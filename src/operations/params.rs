// SPDX-License-Identifier: MIT OR Apache-2.0
// Copyright (c) 2025 medflow contributors

//! Parameters of each named operation.
//!
//! Numeric values are passed to the tools unmodified. Relative paths are
//! taken relative to the operation's working directory.

use std::path::{Path, PathBuf};

/// Dilate, erode, extract and smooth a segmentation into a surface mesh
#[derive(Debug, Clone)]
pub struct SurfaceParams {
    pub dir: PathBuf,
    pub segmentation: PathBuf,
    pub iterations: i32,
    pub threshold: f32,
    pub blur: i32,
    pub smooth: i32,
}

/// Tetrahedral mesh from `converted.inr` in `dir`
#[derive(Debug, Clone)]
pub struct CgalMeshParams {
    pub dir: PathBuf,
    /// Output name, without extension
    pub file_name: String,
    /// Meshtools3D parameter file
    pub template: PathBuf,
}

#[derive(Debug, Clone)]
pub struct RegistrationParams {
    pub dir: PathBuf,
    pub fixed: PathBuf,
    pub moving: PathBuf,
    pub dof_out: PathBuf,
    /// Transformation model, e.g. `Rigid`
    pub model: String,
}

impl RegistrationParams {
    /// Rigid registration of `<mra>.nii` onto `<lge>.nii`, written to
    /// `rigid.dof`
    pub fn rigid(dir: &Path, lge: &str, mra: &str) -> Self {
        Self {
            dir: dir.to_path_buf(),
            fixed: dir.join(format!("{}.nii", lge)),
            moving: dir.join(format!("{}.nii", mra)),
            dof_out: dir.join("rigid.dof"),
            model: "Rigid".into(),
        }
    }
}

/// Apply a transformation to an image
#[derive(Debug, Clone)]
pub struct TransformationParams {
    pub dir: PathBuf,
    pub input: PathBuf,
    pub output: PathBuf,
    pub dof: PathBuf,
}

impl TransformationParams {
    /// Transform with the `rigid.dof` of an earlier registration in `dir`
    pub fn with_rigid(dir: &Path, input: impl Into<PathBuf>, output: impl Into<PathBuf>) -> Self {
        Self {
            dir: dir.to_path_buf(),
            input: input.into(),
            output: output.into(),
            dof: dir.join("rigid.dof"),
        }
    }
}

/// Apply a transformation to the points of a mesh
#[derive(Debug, Clone)]
pub struct PointTransformationParams {
    pub dir: PathBuf,
    pub input: PathBuf,
    pub output: PathBuf,
    pub dof: PathBuf,
}

/// Transform a mesh once per output time frame
#[derive(Debug, Clone)]
pub struct ApplyParams {
    pub dir: PathBuf,
    pub mesh: PathBuf,
    pub initial_time: f64,
    pub dof: PathBuf,
    pub frames: u32,
    /// Temporal smoothing factor: 1, 2 or 5
    pub smooth: u32,
}

/// Rigid translation of one mesh onto another
#[derive(Debug, Clone)]
pub struct TranslationParams {
    pub dir: PathBuf,
    pub source: PathBuf,
    pub target: PathBuf,
    pub output: PathBuf,
}

/// Isotropic resampling. The input's directory is the working directory.
#[derive(Debug, Clone)]
pub struct ResamplingParams {
    pub input: PathBuf,
    pub output: PathBuf,
    pub isotropic: f64,
}

/// Motion tracking over an image sequence
#[derive(Debug, Clone)]
pub struct TrackingParams {
    pub dir: PathBuf,
    /// File listing the time-frame images
    pub images: PathBuf,
    /// Optional registration parameter file
    pub parameters: Option<PathBuf>,
}

/// CemrgNet segmentation of an MRA image
#[derive(Debug, Clone)]
pub struct PredictionParams {
    pub input: PathBuf,
}
// SPDX-License-Identifier: MIT OR Apache-2.0
// Copyright (c) 2025 medflow contributors

//! Long-lived processes that are polled rather than awaited
//!
//! Used for the remote shell, which stays up while commands are written to
//! its stdin, and for file copies whose outcome is read from their output.

use std::process::Stdio;
use std::sync::atomic::{AtomicBool, Ordering};
use std::sync::Arc;

use tokio::io::AsyncWriteExt;
use tokio::process::ChildStdin;
use tokio::sync::oneshot;
use tokio::task::JoinHandle;
use tracing::{debug, warn};

use super::{exit_marker, join_drains, spawn_drains, Invocation, LogBuffer};
use crate::errors::{MedflowError, MedflowResult};
use crate::sinks::LogSink;

/// A running process whose output drains into a shared log in the
/// background. Dropping the handle kills the process.
pub struct InteractiveProcess {
    program: String,
    stdin: Option<ChildStdin>,
    completed: Arc<AtomicBool>,
    kill: Option<oneshot::Sender<()>>,
    waiter: JoinHandle<()>,
}

impl InteractiveProcess {
    /// Start `invocation`, draining its output into `log`. With
    /// `keep_stdin` the process gets a pipe that [`write_line`] feeds.
    ///
    /// [`write_line`]: InteractiveProcess::write_line
    pub fn spawn(
        invocation: &Invocation,
        log: &LogBuffer,
        sink: &Arc<dyn LogSink>,
        keep_stdin: bool,
    ) -> MedflowResult<Self> {
        let program = invocation.program_name();
        debug!("Starting: {}", invocation);

        let mut cmd = invocation.command();
        cmd.stdin(if keep_stdin { Stdio::piped() } else { Stdio::null() })
            .stdout(Stdio::piped())
            .stderr(Stdio::piped());

        let mut child = cmd.spawn().map_err(|e| {
            warn!("Process error: could not start {}: {}", program, e);
            MedflowError::start_failure(&invocation.program.to_string_lossy(), &e)
        })?;

        let stdin = child.stdin.take();
        let drains = spawn_drains(&mut child, log, sink);
        let completed = Arc::new(AtomicBool::new(false));
        let (kill_tx, mut kill_rx) = oneshot::channel::<()>();

        let waiter = {
            let log = log.clone();
            let sink = sink.clone();
            let completed = completed.clone();
            let program = program.clone();
            tokio::spawn(async move {
                let killed = tokio::select! {
                    _ = child.wait() => false,
                    _ = &mut kill_rx => {
                        let _ = child.kill().await;
                        true
                    }
                };
                join_drains(drains, killed).await;
                let marker = exit_marker(&program);
                log.append_line(&marker);
                sink.append(&format!("{}\n", marker));
                completed.store(true, Ordering::SeqCst);
            })
        };

        Ok(Self {
            program,
            stdin,
            completed,
            kill: Some(kill_tx),
            waiter,
        })
    }

    /// Bare program name
    pub fn program(&self) -> &str {
        &self.program
    }

    /// Whether the process has exited and its output is fully drained
    pub fn has_completed(&self) -> bool {
        self.completed.load(Ordering::SeqCst)
    }

    /// Write one line to the process's stdin
    pub async fn write_line(&mut self, line: &str) -> MedflowResult<()> {
        let stdin = self.stdin.as_mut().ok_or_else(|| MedflowError::Io {
            message: format!("{} has no stdin", self.program),
        })?;
        stdin.write_all(line.as_bytes()).await?;
        stdin.write_all(b"\n").await?;
        stdin.flush().await?;
        Ok(())
    }

    /// Close stdin, kill the process if it is still running and wait for
    /// the exit marker to land in the log
    pub async fn terminate(mut self) {
        self.stdin = None;
        if let Some(kill) = self.kill.take() {
            let _ = kill.send(());
        }
        let _ = (&mut self.waiter).await;
    }
}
--------------------
● **EXERCISE BRIEF**:
Go through the lines above and copy any that contain "JoinHandle".

● **RESPONSE BOX**:
use tokio::task::JoinHandle;
    waiter: JoinHandle<()>,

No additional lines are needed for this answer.